### What the exercise asks
Copy every line below precisely as it appears.

*** Record set Section Begins ***

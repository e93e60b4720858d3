//! Layered configuration loading.
//!
//! An explicit `--config` file is used on its own. Otherwise the global file
//! (`$CHECK_THIS_CONFIG_DIR` or `~/.check-this/`, named `config.json` or
//! `config.toml`) is loaded first and the project file found next to the
//! analyzed path is merged over it, rule entry by rule entry. Missing layers
//! are skipped; with no layers at all the defaults apply.

use check_this_core::{Config, ConfigError};
use std::path::{Path, PathBuf};

/// File names recognised in the directory of the analyzed file.
const PROJECT_CONFIG_NAMES: &[&str] = &[
    "check-this.json",
    ".check-this.json",
    "check-this.toml",
    ".check-this.toml",
];

/// File names recognised in the global config directory.
const GLOBAL_CONFIG_NAMES: &[&str] = &["config.json", "config.toml"];

/// Overrides the global config directory.
const CONFIG_DIR_ENV: &str = "CHECK_THIS_CONFIG_DIR";

/// Configuration together with the files it was built from, lowest
/// precedence first.
#[derive(Debug, Clone, Default, PartialEq, Eq)]
pub struct LoadedConfig {
    /// Effective configuration.
    pub config: Config,
    /// Files that contributed to `config`.
    pub sources: Vec<PathBuf>,
}

/// Why a configuration layer could not be used.
#[derive(Debug, thiserror::Error)]
pub enum ResolveError {
    /// Two config files compete for the same layer.
    #[error("Ambiguous config: both {} and {} exist", first.display(), second.display())]
    Ambiguous {
        /// File that would have been picked.
        first: PathBuf,
        /// File that would have been ignored.
        second: PathBuf,
    },

    /// A config file exists but cannot be read or parsed.
    #[error(transparent)]
    Load(#[from] ConfigError),
}

/// Loads the configuration that applies to files in `project_dir`.
///
/// # Errors
///
/// See [`ResolveError`].
pub fn load(project_dir: &Path, explicit: Option<&Path>) -> Result<LoadedConfig, ResolveError> {
    load_from(project_dir, explicit, global_config_dir().as_deref())
}

/// [`load`] with the global directory passed in, so tests stay off the
/// process environment.
fn load_from(
    project_dir: &Path,
    explicit: Option<&Path>,
    global_dir: Option<&Path>,
) -> Result<LoadedConfig, ResolveError> {
    if let Some(path) = explicit {
        return Ok(LoadedConfig {
            config: Config::from_file(path)?,
            sources: vec![path.to_path_buf()],
        });
    }

    let layers = [
        global_dir.map(|dir| (dir, GLOBAL_CONFIG_NAMES)),
        Some((project_dir, PROJECT_CONFIG_NAMES)),
    ];
    let mut loaded = LoadedConfig::default();
    for (dir, names) in layers.into_iter().flatten() {
        let Some(path) = find_single(dir, names)? else {
            continue;
        };
        tracing::debug!("Loading config layer: {}", path.display());
        let layer = Config::from_file(&path)?;
        loaded.config = loaded.config.merge(&layer);
        loaded.sources.push(path);
    }
    Ok(loaded)
}

/// The one file in `dir` matching `names`, if any.
fn find_single(dir: &Path, names: &[&str]) -> Result<Option<PathBuf>, ResolveError> {
    let mut found = names.iter().map(|n| dir.join(n)).filter(|p| p.is_file());
    let Some(first) = found.next() else {
        return Ok(None);
    };
    match found.next() {
        Some(second) => Err(ResolveError::Ambiguous { first, second }),
        None => Ok(Some(first)),
    }
}

/// `$CHECK_THIS_CONFIG_DIR`, else `~/.check-this`.
fn global_config_dir() -> Option<PathBuf> {
    std::env::var_os(CONFIG_DIR_ENV)
        .map(PathBuf::from)
        .or_else(|| home::home_dir().map(|h| h.join(".check-this")))
}

#[cfg(test)]
mod tests {
    use super::*;
    use check_this_core::Severity;
    use std::fs;
    use tempfile::TempDir;

    #[test]
    fn project_layer_overrides_global_entry_by_entry() {
        let global = TempDir::new().unwrap();
        fs::write(
            global.path().join("config.toml"),
            r#"
[rules."net.no_timeout"]
severity = "info"

[rules."state.global_mutable"]
enabled = false
"#,
        )
        .unwrap();
        let project = TempDir::new().unwrap();
        fs::write(
            project.path().join(".check-this.json"),
            r#"{"rules": {"net.no_timeout": {"severity": "error"}}}"#,
        )
        .unwrap();

        let loaded = load_from(project.path(), None, Some(global.path())).unwrap();
        assert_eq!(
            loaded.config.rule_severity("net.no_timeout"),
            Some(Severity::Error)
        );
        assert!(!loaded.config.is_rule_enabled("state.global_mutable"));
        assert_eq!(
            loaded.sources,
            vec![
                global.path().join("config.toml"),
                project.path().join(".check-this.json"),
            ]
        );
    }

    #[test]
    fn explicit_file_ignores_other_layers() {
        let global = TempDir::new().unwrap();
        fs::write(
            global.path().join("config.json"),
            r#"{"rules": {"errors.swallowed": {"enabled": false}}}"#,
        )
        .unwrap();
        let project = TempDir::new().unwrap();
        fs::write(
            project.path().join("check-this.toml"),
            "[rules.\"retry.unbounded\"]\nenabled = false\n",
        )
        .unwrap();
        let explicit = project.path().join("ci.toml");
        fs::write(&explicit, "[rules.\"net.no_timeout\"]\nseverity = \"error\"\n").unwrap();

        let loaded = load_from(project.path(), Some(&explicit), Some(global.path())).unwrap();
        assert!(loaded.config.is_rule_enabled("errors.swallowed"));
        assert!(loaded.config.is_rule_enabled("retry.unbounded"));
        assert_eq!(
            loaded.config.rule_severity("net.no_timeout"),
            Some(Severity::Error)
        );
        assert_eq!(loaded.sources, vec![explicit]);
    }

    #[test]
    fn missing_explicit_file_is_a_load_error() {
        let project = TempDir::new().unwrap();
        let missing = project.path().join("absent.json");
        let err = load_from(project.path(), Some(&missing), None).unwrap_err();
        assert!(matches!(err, ResolveError::Load(ConfigError::Io { .. })));
    }

    #[test]
    fn json_and_toml_side_by_side_is_ambiguous() {
        let project = TempDir::new().unwrap();
        fs::write(project.path().join("check-this.json"), "{}").unwrap();
        fs::write(project.path().join(".check-this.toml"), "").unwrap();

        let err = load_from(project.path(), None, None).unwrap_err();
        match err {
            ResolveError::Ambiguous { first, second } => {
                assert_eq!(first, project.path().join("check-this.json"));
                assert_eq!(second, project.path().join(".check-this.toml"));
            }
            other => panic!("expected ambiguity, got {other}"),
        }
    }

    #[test]
    fn empty_project_file_keeps_defaults() {
        let project = TempDir::new().unwrap();
        fs::write(project.path().join("check-this.toml"), "\n").unwrap();

        let loaded = load_from(project.path(), None, None).unwrap();
        assert_eq!(loaded.config, Config::default());
        assert_eq!(loaded.sources.len(), 1);
    }

    #[test]
    fn no_files_anywhere_yields_defaults() {
        let project = TempDir::new().unwrap();
        let global = TempDir::new().unwrap();

        let loaded = load_from(project.path(), None, Some(global.path())).unwrap();
        assert_eq!(loaded, LoadedConfig::default());
    }

    #[test]
    fn malformed_global_file_is_reported() {
        let project = TempDir::new().unwrap();
        let global = TempDir::new().unwrap();
        fs::write(global.path().join("config.json"), "{ nope").unwrap();

        let err = load_from(project.path(), None, Some(global.path())).unwrap_err();
        assert!(matches!(err, ResolveError::Load(ConfigError::Json(_))));
    }
}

*** Record set Section Ends ***

### Response to this exercise
repository e93e60b4720858d3
//! Layered configuration loading.
//!
//! An explicit `--config` file is used on its own. Otherwise the global file
//! (`$CHECK_THIS_CONFIG_DIR` or `~/.check-this/`, named `config.json` or
//! `config.toml`) is loaded first and the project file found next to the
//! analyzed path is merged over it, rule entry by rule entry. Missing layers
//! are skipped; with no layers at all the defaults apply.

use check_this_core::{Config, ConfigError};
use std::path::{Path, PathBuf};

/// File names recognised in the directory of the analyzed file.
const PROJECT_CONFIG_NAMES: &[&str] = &[
    "check-this.json",
    ".check-this.json",
    "check-this.toml",
    ".check-this.toml",
];

/// File names recognised in the global config directory.
const GLOBAL_CONFIG_NAMES: &[&str] = &["config.json", "config.toml"];

/// Overrides the global config directory.
const CONFIG_DIR_ENV: &str = "CHECK_THIS_CONFIG_DIR";

/// Configuration together with the files it was built from, lowest
/// precedence first.
#[derive(Debug, Clone, Default, PartialEq, Eq)]
pub struct LoadedConfig {
    /// Effective configuration.
    pub config: Config,
    /// Files that contributed to `config`.
    pub sources: Vec<PathBuf>,
}

/// Why a configuration layer could not be used.
#[derive(Debug, thiserror::Error)]
pub enum ResolveError {
    /// Two config files compete for the same layer.
    #[error("Ambiguous config: both {} and {} exist", first.display(), second.display())]
    Ambiguous {
        /// File that would have been picked.
        first: PathBuf,
        /// File that would have been ignored.
        second: PathBuf,
    },

    /// A config file exists but cannot be read or parsed.
    #[error(transparent)]
    Load(#[from] ConfigError),
}

/// Loads the configuration that applies to files in `project_dir`.
///
/// # Errors
///
/// See [`ResolveError`].
pub fn load(project_dir: &Path, explicit: Option<&Path>) -> Result<LoadedConfig, ResolveError> {
    load_from(project_dir, explicit, global_config_dir().as_deref())
}

/// [`load`] with the global directory passed in, so tests stay off the
/// process environment.
fn load_from(
    project_dir: &Path,
    explicit: Option<&Path>,
    global_dir: Option<&Path>,
) -> Result<LoadedConfig, ResolveError> {
    if let Some(path) = explicit {
        return Ok(LoadedConfig {
            config: Config::from_file(path)?,
            sources: vec![path.to_path_buf()],
        });
    }

    let layers = [
        global_dir.map(|dir| (dir, GLOBAL_CONFIG_NAMES)),
        Some((project_dir, PROJECT_CONFIG_NAMES)),
    ];
    let mut loaded = LoadedConfig::default();
    for (dir, names) in layers.into_iter().flatten() {
        let Some(path) = find_single(dir, names)? else {
            continue;
        };
        tracing::debug!("Loading config layer: {}", path.display());
        let layer = Config::from_file(&path)?;
        loaded.config = loaded.config.merge(&layer);
        loaded.sources.push(path);
    }
    Ok(loaded)
}

/// The one file in `dir` matching `names`, if any.
fn find_single(dir: &Path, names: &[&str]) -> Result<Option<PathBuf>, ResolveError> {
    let mut found = names.iter().map(|n| dir.join(n)).filter(|p| p.is_file());
    let Some(first) = found.next() else {
        return Ok(None);
    };
    match found.next() {
        Some(second) => Err(ResolveError::Ambiguous { first, second }),
        None => Ok(Some(first)),
    }
}

/// `$CHECK_THIS_CONFIG_DIR`, else `~/.check-this`.
fn global_config_dir() -> Option<PathBuf> {
    std::env::var_os(CONFIG_DIR_ENV)
        .map(PathBuf::from)
        .or_else(|| home::home_dir().map(|h| h.join(".check-this")))
}

#[cfg(test)]
mod tests {
    use super::*;
    use check_this_core::Severity;
    use std::fs;
    use tempfile::TempDir;

    #[test]
    fn project_layer_overrides_global_entry_by_entry() {
        let global = TempDir::new().unwrap();
        fs::write(
            global.path().join("config.toml"),
            r#"
[rules."net.no_timeout"]
severity = "info"

[rules."state.global_mutable"]
enabled = false
"#,
        )
        .unwrap();
        let project = TempDir::new().unwrap();
        fs::write(
            project.path().join(".check-this.json"),
            r#"{"rules": {"net.no_timeout": {"severity": "error"}}}"#,
        )
        .unwrap();

        let loaded = load_from(project.path(), None, Some(global.path())).unwrap();
        assert_eq!(
            loaded.config.rule_severity("net.no_timeout"),
            Some(Severity::Error)
        );
        assert!(!loaded.config.is_rule_enabled("state.global_mutable"));
        assert_eq!(
            loaded.sources,
            vec![
                global.path().join("config.toml"),
                project.path().join(".check-this.json"),
            ]
        );
    }

    #[test]
    fn explicit_file_ignores_other_layers() {
        let global = TempDir::new().unwrap();
        fs::write(
            global.path().join("config.json"),
            r#"{"rules": {"errors.swallowed": {"enabled": false}}}"#,
        )
        .unwrap();
        let project = TempDir::new().unwrap();
        fs::write(
            project.path().join("check-this.toml"),
            "[rules.\"retry.unbounded\"]\nenabled = false\n",
        )
        .unwrap();
        let explicit = project.path().join("ci.toml");
        fs::write(&explicit, "[rules.\"net.no_timeout\"]\nseverity = \"error\"\n").unwrap();

        let loaded = load_from(project.path(), Some(&explicit), Some(global.path())).unwrap();
        assert!(loaded.config.is_rule_enabled("errors.swallowed"));
        assert!(loaded.config.is_rule_enabled("retry.unbounded"));
        assert_eq!(
            loaded.config.rule_severity("net.no_timeout"),
            Some(Severity::Error)
        );
        assert_eq!(loaded.sources, vec![explicit]);
    }

    #[test]
    fn missing_explicit_file_is_a_load_error() {
        let project = TempDir::new().unwrap();
        let missing = project.path().join("absent.json");
        let err = load_from(project.path(), Some(&missing), None).unwrap_err();
        assert!(matches!(err, ResolveError::Load(ConfigError::Io { .. })));
    }

    #[test]
    fn json_and_toml_side_by_side_is_ambiguous() {
        let project = TempDir::new().unwrap();
        fs::write(project.path().join("check-this.json"), "{}").unwrap();
        fs::write(project.path().join(".check-this.toml"), "").unwrap();

        let err = load_from(project.path(), None, None).unwrap_err();
        match err {
            ResolveError::Ambiguous { first, second } => {
                assert_eq!(first, project.path().join("check-this.json"));
                assert_eq!(second, project.path().join(".check-this.toml"));
            }
            other => panic!("expected ambiguity, got {other}"),
        }
    }

    #[test]
    fn empty_project_file_keeps_defaults() {
        let project = TempDir::new().unwrap();
        fs::write(project.path().join("check-this.toml"), "\n").unwrap();

        let loaded = load_from(project.path(), None, None).unwrap();
        assert_eq!(loaded.config, Config::default());
        assert_eq!(loaded.sources.len(), 1);
    }

    #[test]
    fn no_files_anywhere_yields_defaults() {
        let project = TempDir::new().unwrap();
        let global = TempDir::new().unwrap();

        let loaded = load_from(project.path(), None, Some(global.path())).unwrap();
        assert_eq!(loaded, LoadedConfig::default());
    }

    #[test]
    fn malformed_global_file_is_reported() {
        let project = TempDir::new().unwrap();
        let global = TempDir::new().unwrap();
        fs::write(global.path().join("config.json"), "{ nope").unwrap();

        let err = load_from(project.path(), None, Some(global.path())).unwrap_err();
        assert!(matches!(err, ResolveError::Load(ConfigError::Json(_))));
    }
}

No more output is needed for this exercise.